Although dental caries, strep throat and oral candidiasis are some of the most common oral pathology. The tongue itself can be a source of potential pathology. Geographic tongue, oral candidiasis, and lingual ulcerations are common problems. Most discolorations of the tongue are because of food, drink or medications that are ingested and are self-limited. However discoloration can be a sign of more significant problems.

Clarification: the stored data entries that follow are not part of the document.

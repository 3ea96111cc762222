//! Time-series sinks for lifecycle samples
//!
//! This module provides a trait-based abstraction over the store the
//! ingestion worker appends samples to and the deduplicators read from.
//!
//! ## Design
//!
//! - **Trait-based**: `MetricSink` allows swapping implementations
//! - **Async**: All operations are async for compatibility with Tokio tasks
//! - **Canonical rows**: Adapters reorder query results into [`schema::COLUMNS`]
//!
//! ## Backends
//!
//! - **InfluxDB** (default): 1.x HTTP API
//! - **In-Memory**: No persistence, for testing or running without a store
//!
//! ## Usage
//!
//! ```no_run
//! use std::time::Duration;
//! use docker_monitor::storage::{MetricSink, influx::InfluxSink};
//!
//! #[tokio::main]
//! async fn main() -> anyhow::Result<()> {
//!     let sink = InfluxSink::new("http://influxdb:8086", None, None, true, Duration::from_secs(60))?;
//!     sink.create_database("containers").await?;
//!     Ok(())
//! }
//! ```

pub mod backend;
pub mod error;
pub mod influx;
pub mod memory;
pub mod schema;

pub use backend::{FieldValue, MetricSink, Point, SampleQuery};
pub use error::{SinkError, SinkResult, with_deadline};
pub use schema::{QueryResponse, SampleRow, Series};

Hairy tongue, often colored black, is a relatively uncommon problem in the US but has a higher incidence reported in Turkey and Iran. It is more common in adults than children but has been reported in a child 2 months of age. It is also called lingua villosa nigra and is a benign condition caused by keratin accumulation usually in the setting of poor oral hygiene and/or xerostomia. The accumulation is on the filliform papillae and will be seen on the dorsal surface anterior to the circumvallate papillae and not on the lateral sides of the tongue or tip. The discoloration can be different colors depending on the oral flora. Hairy tongue usually responds to oral hygiene including scraping of the tongue, but sometimes retinoids, keratolytic agents and other treatments are used.
The differential diagnosis of a black tongue includes:
- Normal variation
- Poor oral hygiene
- Acanthosis nigracans
- Adrenal insufficiency
- Congenital lingual melanotic macules
- Congenital melanocytic naevi
- Antibiotics use
- Graft vs. Host Disease
- Heavy metals
- Kocuria (Micrococcus) kristinae
- Lingua villosa nigra “Black hairy tongue”
- Lupus (possibly associated)
- Peutz Jegher
- Food coloring including coffee, tea
Questions for Further Discussion
1. What is the differential diagnosis of white lesions in the mouth?
2. What are the indications for referral for discoloration of the tongue and to whom would you refer?
- Disease: Tongue Disorders
- Symptom/Presentation: Dental Problems
- Age: Teenager
To Learn More
To view pediatric review articles on this topic from the past year check PubMed.
Information prescriptions for patients can be found at MedlinePlus for this topic: Tongue Disorders
To view current news articles on this topic check Google News.
To view images related to this topic check Google Images.
McGrath EE, Bardsley P, Basran G. Black hairy tongue: what is your call? CMAJ. 2008 Apr 22;178(9):1137-8.
Akl KF. Black tongue. J Paediatr Child Health. 2009 Jan-Feb;45(1-2):73-4.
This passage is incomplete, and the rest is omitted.